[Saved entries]
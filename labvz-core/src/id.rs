use std::fmt;
use std::net::Ipv4Addr;

use serde::Serialize;

use crate::error::CoreError;

/// Identifiers at or below this value are reserved by the host.
pub const MIN_VM_ID_EXCLUSIVE: u32 = 100;

/// Largest identifier the control tool accepts (32-bit, found by trial).
pub const DEFAULT_MAX_VM_ID: u32 = 2_147_483_644;

/// Numeric handle distinguishing one VM from another on a host.
///
/// A `VmId` can only be obtained through [`IdentifierValidator`], so every
/// value that reaches a privileged invocation has passed the range check
/// against the configured maximum. It serializes as a string and is never
/// deserialized.
#[derive(Debug, Clone, Copy, PartialEq, Eq, PartialOrd, Ord, Hash, Serialize)]
#[serde(into = "String")]
pub struct VmId(u32);

impl VmId {
    /// Returns the numeric value.
    #[must_use]
    pub fn get(self) -> u32 {
        self.0
    }
}

impl fmt::Display for VmId {
    fn fmt(&self, f: &mut fmt::Formatter<'_>) -> fmt::Result {
        write!(f, "{}", self.0)
    }
}

impl From<VmId> for String {
    fn from(id: VmId) -> Self {
        id.to_string()
    }
}

/// The single gate every identifier passes before use.
#[derive(Debug, Clone, Copy, PartialEq, Eq)]
pub struct IdentifierValidator {
    max_id: u32,
}

impl IdentifierValidator {
    /// Create a validator accepting identifiers in `(100, max_id]`.
    #[must_use]
    pub const fn new(max_id: u32) -> Self {
        Self { max_id }
    }

    /// Upper bound accepted by this validator.
    #[must_use]
    pub const fn max_id(&self) -> u32 {
        self.max_id
    }

    /// Parse and range-check a candidate identifier.
    ///
    /// Surrounding whitespace is ignored; anything else that is not an ASCII
    /// digit is rejected. Leading zeros are accepted and dropped from the
    /// canonical form.
    ///
    /// # Errors
    /// Returns [`CoreError::InvalidIdentifier`] if the input is not numeric,
    /// is at most 100, or exceeds the configured maximum.
    pub fn validate(&self, raw: &str) -> Result<VmId, CoreError> {
        let trimmed = raw.trim();
        let invalid = |reason: &str| CoreError::InvalidIdentifier {
            raw: raw.to_owned(),
            reason: reason.to_owned(),
        };

        if trimmed.is_empty() || !trimmed.bytes().all(|b| b.is_ascii_digit()) {
            return Err(invalid("VM id must be numeric"));
        }

        // Digit-only strings only fail to parse on overflow.
        let value: u64 = trimmed
            .parse()
            .map_err(|_| invalid("specify a smaller VM id"))?;

        if value <= u64::from(MIN_VM_ID_EXCLUSIVE) {
            return Err(invalid("VM id must be greater than 100"));
        }
        if value > u64::from(self.max_id) {
            return Err(invalid("specify a smaller VM id"));
        }

        let id = u32::try_from(value).map_err(|_| invalid("specify a smaller VM id"))?;
        Ok(VmId(id))
    }

    /// Derive an identifier from an allocated address and validate it.
    ///
    /// The identifier is the third and fourth octets written one after the
    /// other, so `10.1.100.5` becomes `1005`.
    ///
    /// # Errors
    /// Returns [`CoreError::InvalidIdentifier`] when the derived value is out
    /// of range (for example `10.1.1.2` derives `12`).
    pub fn derive_from_address(&self, address: Ipv4Addr) -> Result<VmId, CoreError> {
        let [_, _, third, fourth] = address.octets();
        self.validate(&format!("{third}{fourth}"))
    }
}

impl Default for IdentifierValidator {
    fn default() -> Self {
        Self::new(DEFAULT_MAX_VM_ID)
    }
}
//! Management endpoint activation.
//!
//! Once a VM is running, callers interact with it through a management
//! agent listening on a fixed port. Installing and starting that agent is
//! an extension point; the default activator assumes the agent is baked
//! into the template and only pairs the address with the port.

use std::net::Ipv4Addr;

use async_trait::async_trait;
use labvz_core::{ManagementEndpoint, VmId};

use crate::ExecutorError;

/// Turns a running VM into a reachable management endpoint.
#[async_trait]
pub trait EndpointActivator: Send + Sync {
    /// Bring up the management agent for `id`, reachable at `address`.
    ///
    /// # Errors
    /// Implementations report their own failures as [`ExecutorError`].
    async fn activate(
        &self,
        id: VmId,
        address: Ipv4Addr,
    ) -> Result<ManagementEndpoint, ExecutorError>;
}

/// Pairs the VM address with a fixed port without touching the VM.
#[derive(Debug, Clone, Copy)]
pub struct FixedPortActivator {
    port: u16,
}

impl FixedPortActivator {
    /// Create an activator for the given management port.
    #[must_use]
    pub const fn new(port: u16) -> Self {
        Self { port }
    }
}

#[async_trait]
impl EndpointActivator for FixedPortActivator {
    async fn activate(
        &self,
        id: VmId,
        address: Ipv4Addr,
    ) -> Result<ManagementEndpoint, ExecutorError> {
        tracing::debug!(vm_id = %id, %address, port = self.port, "management endpoint ready");
        Ok(ManagementEndpoint::new(address, self.port))
    }
}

### [Required work]
Retype every record above exactly.

### [Solution to this exercise]
filename labvz-core/src/id.rs
use std::fmt;
use std::net::Ipv4Addr;

use serde::Serialize;

use crate::error::CoreError;

/// Identifiers at or below this value are reserved by the host.
pub const MIN_VM_ID_EXCLUSIVE: u32 = 100;

/// Largest identifier the control tool accepts (32-bit, found by trial).
pub const DEFAULT_MAX_VM_ID: u32 = 2_147_483_644;

/// Numeric handle distinguishing one VM from another on a host.
///
/// A `VmId` can only be obtained through [`IdentifierValidator`], so every
/// value that reaches a privileged invocation has passed the range check
/// against the configured maximum. It serializes as a string and is never
/// deserialized.
#[derive(Debug, Clone, Copy, PartialEq, Eq, PartialOrd, Ord, Hash, Serialize)]
#[serde(into = "String")]
pub struct VmId(u32);

impl VmId {
    /// Returns the numeric value.
    #[must_use]
    pub fn get(self) -> u32 {
        self.0
    }
}

impl fmt::Display for VmId {
    fn fmt(&self, f: &mut fmt::Formatter<'_>) -> fmt::Result {
        write!(f, "{}", self.0)
    }
}

impl From<VmId> for String {
    fn from(id: VmId) -> Self {
        id.to_string()
    }
}

/// The single gate every identifier passes before use.
#[derive(Debug, Clone, Copy, PartialEq, Eq)]
pub struct IdentifierValidator {
    max_id: u32,
}

impl IdentifierValidator {
    /// Create a validator accepting identifiers in `(100, max_id]`.
    #[must_use]
    pub const fn new(max_id: u32) -> Self {
        Self { max_id }
    }

    /// Upper bound accepted by this validator.
    #[must_use]
    pub const fn max_id(&self) -> u32 {
        self.max_id
    }

    /// Parse and range-check a candidate identifier.
    ///
    /// Surrounding whitespace is ignored; anything else that is not an ASCII
    /// digit is rejected. Leading zeros are accepted and dropped from the
    /// canonical form.
    ///
    /// # Errors
    /// Returns [`CoreError::InvalidIdentifier`] if the input is not numeric,
    /// is at most 100, or exceeds the configured maximum.
    pub fn validate(&self, raw: &str) -> Result<VmId, CoreError> {
        let trimmed = raw.trim();
        let invalid = |reason: &str| CoreError::InvalidIdentifier {
            raw: raw.to_owned(),
            reason: reason.to_owned(),
        };

        if trimmed.is_empty() || !trimmed.bytes().all(|b| b.is_ascii_digit()) {
            return Err(invalid("VM id must be numeric"));
        }

        // Digit-only strings only fail to parse on overflow.
        let value: u64 = trimmed
            .parse()
            .map_err(|_| invalid("specify a smaller VM id"))?;

        if value <= u64::from(MIN_VM_ID_EXCLUSIVE) {
            return Err(invalid("VM id must be greater than 100"));
        }
        if value > u64::from(self.max_id) {
            return Err(invalid("specify a smaller VM id"));
        }

        let id = u32::try_from(value).map_err(|_| invalid("specify a smaller VM id"))?;
        Ok(VmId(id))
    }

    /// Derive an identifier from an allocated address and validate it.
    ///
    /// The identifier is the third and fourth octets written one after the
    /// other, so `10.1.100.5` becomes `1005`.
    ///
    /// # Errors
    /// Returns [`CoreError::InvalidIdentifier`] when the derived value is out
    /// of range (for example `10.1.1.2` derives `12`).
    pub fn derive_from_address(&self, address: Ipv4Addr) -> Result<VmId, CoreError> {
        let [_, _, third, fourth] = address.octets();
        self.validate(&format!("{third}{fourth}"))
    }
}

impl Default for IdentifierValidator {
    fn default() -> Self {
        Self::new(DEFAULT_MAX_VM_ID)
    }
}
//! Management endpoint activation.
//!
//! Once a VM is running, callers interact with it through a management
//! agent listening on a fixed port. Installing and starting that agent is
//! an extension point; the default activator assumes the agent is baked
//! into the template and only pairs the address with the port.

use std::net::Ipv4Addr;

use async_trait::async_trait;
use labvz_core::{ManagementEndpoint, VmId};

use crate::ExecutorError;

/// Turns a running VM into a reachable management endpoint.
#[async_trait]
pub trait EndpointActivator: Send + Sync {
    /// Bring up the management agent for `id`, reachable at `address`.
    ///
    /// # Errors
    /// Implementations report their own failures as [`ExecutorError`].
    async fn activate(
        &self,
        id: VmId,
        address: Ipv4Addr,
    ) -> Result<ManagementEndpoint, ExecutorError>;
}

/// Pairs the VM address with a fixed port without touching the VM.
#[derive(Debug, Clone, Copy)]
pub struct FixedPortActivator {
    port: u16,
}

impl FixedPortActivator {
    /// Create an activator for the given management port.
    #[must_use]
    pub const fn new(port: u16) -> Self {
        Self { port }
    }
}

#[async_trait]
impl EndpointActivator for FixedPortActivator {
    async fn activate(
        &self,
        id: VmId,
        address: Ipv4Addr,
    ) -> Result<ManagementEndpoint, ExecutorError> {
        tracing::debug!(vm_id = %id, %address, port = self.port, "management endpoint ready");
        Ok(ManagementEndpoint::new(address, self.port))
    }
}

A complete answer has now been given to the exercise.